Large-aperture mirrors are key components of space telescopes that focus distant starlight into sharp images. In order to improve the resolution and imaging quality of telescopes, the demand for larger aperture mirrors is never-ending. However, with the increase of the mirror diameter, a series of technical problems will be introduced, such as dead weight deformation, temperature difference deformation, cost increase, and space limitation.
1. Model
In Zemax, the reflective surface is derived, and the initial structure of the reflector is obtained by assigning a certain thickness according to the full aperture and the ratio of diameter to thickness. At the same time, in order to reduce the influence of self-weight deformation on the mirror surface shape, round, sector, triangle, quadrilateral, hexagonal, complex and other lightweight slot is dug on the back of the mirror. Lightweight steel bar thickness should be uniform, to ensure that the shape of the anisotropic dead weight uniform.
2. Divide the Grid
The mirror must be meshed automatically, otherwise the mirror surface will be seriously distorted, and the analysis results can not reflect the true surface deformation. According to the size of the mirror aperture, reasonable control of the mesh size (generally 3 ~ 5mm) , and grid quality inspection.
3. Define materials
In order to ensure the high stability of the mirror in complex thermal environment, the substrate material with high elastic modulus, high specific stiffness and low thermal distortion should be selected. At present, the common materials are as follows: glass-ceramics and silicon carbide are widely used. Silicon carbide is a ceramic composite, its hardness is second only to that of diamond.
4. Set boundaries
The reflector is regarded as an elastomer, and the far-end constraint is imposed on the support interface, according to the requirements of the mirror shape, design weight, lightweight ratio, first-order mode, etc. . The loads considered include:
1) self-weight: gravity is one of the main factors affecting the shape of the mirror. In view of the inconsistency between the direction of the mirror shape detection and the practical application, it is necessary to apply 1g load in x direction, y direction and z direction respectively for the surface shape analysis.
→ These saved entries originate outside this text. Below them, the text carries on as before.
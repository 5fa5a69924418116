//! Configuration loading.

use std::path::{Path, PathBuf};

use figment::Figment;
use figment::providers::{Env, Format, Serialized, Toml};
use icm_core::MinerConfig;
use serde::{Deserialize, Serialize};

/// Application configuration.
#[derive(Debug, Clone, Default, Serialize, Deserialize)]
pub struct Config {
    #[serde(default)]
    pub miner: MinerConfig,
}

impl Config {
    /// Loads configuration from the default location, then `config_path`, then
    /// `ICM_*` environment variables.
    #[expect(
        clippy::result_large_err,
        reason = "figment::Error is large but only returned at startup"
    )]
    pub fn load_from(config_path: Option<&Path>) -> Result<Self, figment::Error> {
        let mut figment = Figment::from(Serialized::defaults(Self::default()));

        if let Some(config_dir) = dirs_config_path() {
            figment = figment.merge(Toml::file(config_dir.join("config.toml")));
        }

        if let Some(path) = config_path {
            figment = figment.merge(Toml::file(path));
        }

        // ICM_MINER__LAMBDA -> miner.lambda
        figment = figment.merge(Env::prefixed("ICM_").split("__"));

        figment.extract()
    }
}

/// Returns the platform-specific config directory for icm.
///
/// On Linux: `~/.config/icm`
fn dirs_config_path() -> Option<PathBuf> {
    dirs::config_dir().map(|p| p.join("icm"))
}

#[cfg(test)]
mod tests {
    use super::*;

    #[test]
    fn test_dirs_config_path_ends_with_icm() {
        let path = dirs_config_path().unwrap();
        assert_eq!(path.file_name().unwrap(), "icm");
    }

    #[test]
    fn test_default_config_matches_miner_defaults() {
        let config = Config::default();
        assert_eq!(config.miner, MinerConfig::default());
    }

    #[test]
    fn test_config_file_overrides_defaults() {
        let temp = tempfile::tempdir().unwrap();
        let path = temp.path().join("icm.toml");
        std::fs::write(
            &path,
            "[miner]\ncontext_prefix_size = 42\nsequence_threshold = 0.3\n",
        )
        .unwrap();

        let config = Config::load_from(Some(&path)).unwrap();
        assert_eq!(config.miner.context_prefix_size, 42);
        assert!((config.miner.sequence_threshold - 0.3).abs() < f64::EPSILON);
        assert_eq!(config.miner.max_traces, MinerConfig::default().max_traces);
    }
}
//! Event log ingestion.
//!
//! Reads JSON or XES event logs from a single file or a directory of files
//! and converts them into [`icm_core::Trace`]s.

mod json;
mod xes;

use std::fs;
use std::path::{Path, PathBuf};

use chrono::{DateTime, NaiveDateTime, Utc};
use icm_core::Trace;
use rayon::prelude::*;
use thiserror::Error;

pub use json::parse_json_log;
pub use xes::parse_xes_log;

#[derive(Debug, Error)]
pub enum LogError {
    #[error("log not found: {}", .0.display())]
    NotFound(PathBuf),
    #[error("I/O error: {0}")]
    Io(#[from] std::io::Error),
    #[error("invalid log JSON: {0}")]
    Json(#[from] serde_json::Error),
    #[error("invalid XES: {0}")]
    Xml(#[from] quick_xml::Error),
    #[error("XES document has no <log> element")]
    MissingLogElement,
}

/// Parses an RFC 3339 timestamp, or a naive ISO 8601 one taken as UTC.
pub(crate) fn parse_instant(value: &str) -> Option<DateTime<Utc>> {
    DateTime::parse_from_rfc3339(value)
        .map(|dt| dt.with_timezone(&Utc))
        .ok()
        .or_else(|| {
            NaiveDateTime::parse_from_str(value, "%Y-%m-%dT%H:%M:%S%.f")
                .ok()
                .map(|naive| naive.and_utc())
        })
}

fn is_xes(path: &Path) -> bool {
    path.extension()
        .is_some_and(|ext| ext.eq_ignore_ascii_case("xes"))
}

/// Reads a single log file: XES for a `.xes` extension, JSON otherwise.
pub fn read_log_file(path: &Path, max_traces: usize) -> Result<Vec<Trace>, LogError> {
    let data = fs::read_to_string(path)?;
    if is_xes(path) {
        parse_xes_log(&data, max_traces)
    } else {
        parse_json_log(&data, max_traces)
    }
}

/// `*.json` and `*.xes` files directly inside `dir`, sorted by name.
fn log_files(dir: &Path) -> Result<Vec<PathBuf>, LogError> {
    let mut files = Vec::new();
    for entry in fs::read_dir(dir)? {
        let path = entry?.path();
        if path.is_file() && (is_xes(&path) || path.extension().is_some_and(|ext| ext == "json")) {
            files.push(path);
        }
    }
    files.sort();
    Ok(files)
}

/// Loads a log from a file or a directory of `*.json` and `*.xes` files.
///
/// A single file that cannot be read or parsed is an error. Directory files
/// are parsed in parallel and any that fail are skipped with a warning.
/// Traces keep file order and are capped at `max_traces` overall.
pub fn load_log(path: &Path, max_traces: usize) -> Result<Vec<Trace>, LogError> {
    if !path.exists() {
        return Err(LogError::NotFound(path.to_path_buf()));
    }
    if path.is_file() {
        return read_log_file(path, max_traces);
    }

    let files = log_files(path)?;
    tracing::debug!(dir = ?path, files = files.len(), "loading log directory");

    let per_file: Vec<Vec<Trace>> = files
        .par_iter()
        .filter_map(|file| match read_log_file(file, max_traces) {
            Ok(traces) => Some(traces),
            Err(e) => {
                tracing::warn!(path = ?file, error = %e, "skipping unreadable log file");
                None
            }
        })
        .collect();

    let mut traces: Vec<Trace> = per_file.into_iter().flatten().collect();
    traces.truncate(max_traces);
    Ok(traces)
}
2) temperature difference: the temperature distribution and thermal expansion coefficient of opto-mechanical structure are not uniform, which leads to mirror distortion and affects the image quality. Therefore, the temperature load should be applied, and the temperature rise is generally 4 ° C ± 2 ° C.
3) flatness: the plane uncoupling will lead to the serious deformation of the reflector, and the forced displacement (3um, 5um, 10um) can be applied to any local area of the back of the reflector, thus providing the basis for determining the flatness.
5. Surface shape fitting
The displacement of the mirror joints obtained by finite element analysis includes the rigid body displacement and the mirror distortion. Usually, the Zernike polynomials are used as the fitting tools, and the surface shape fitting algorithm is compiled in MATLAB environment. The Zernike coefficients of the distorted mirror are obtained by least squares, and the shape parameters PV, RMS and so on are obtained.
6 .Performance analysis
The Zernike coefficient is imported into professional optical software, such as Zemax, CodeV, SigFit, and so on, to analyze the optical performance and obtain off-axis, off-focus, tilt, astigmatism, aberration, spherical aberration, etc. .
The statics analysis of large-aperture reflector is one of the key techniques to ensure the imaging quality of the telescope. By analyzing the deformation of the mirror under various environmental conditions, we can optimize the design parameters and improve the manufacturing accuracy. With the continuous development of science and technology, large-caliber mirror will be more accurate and stable to serve the cause of human space exploration.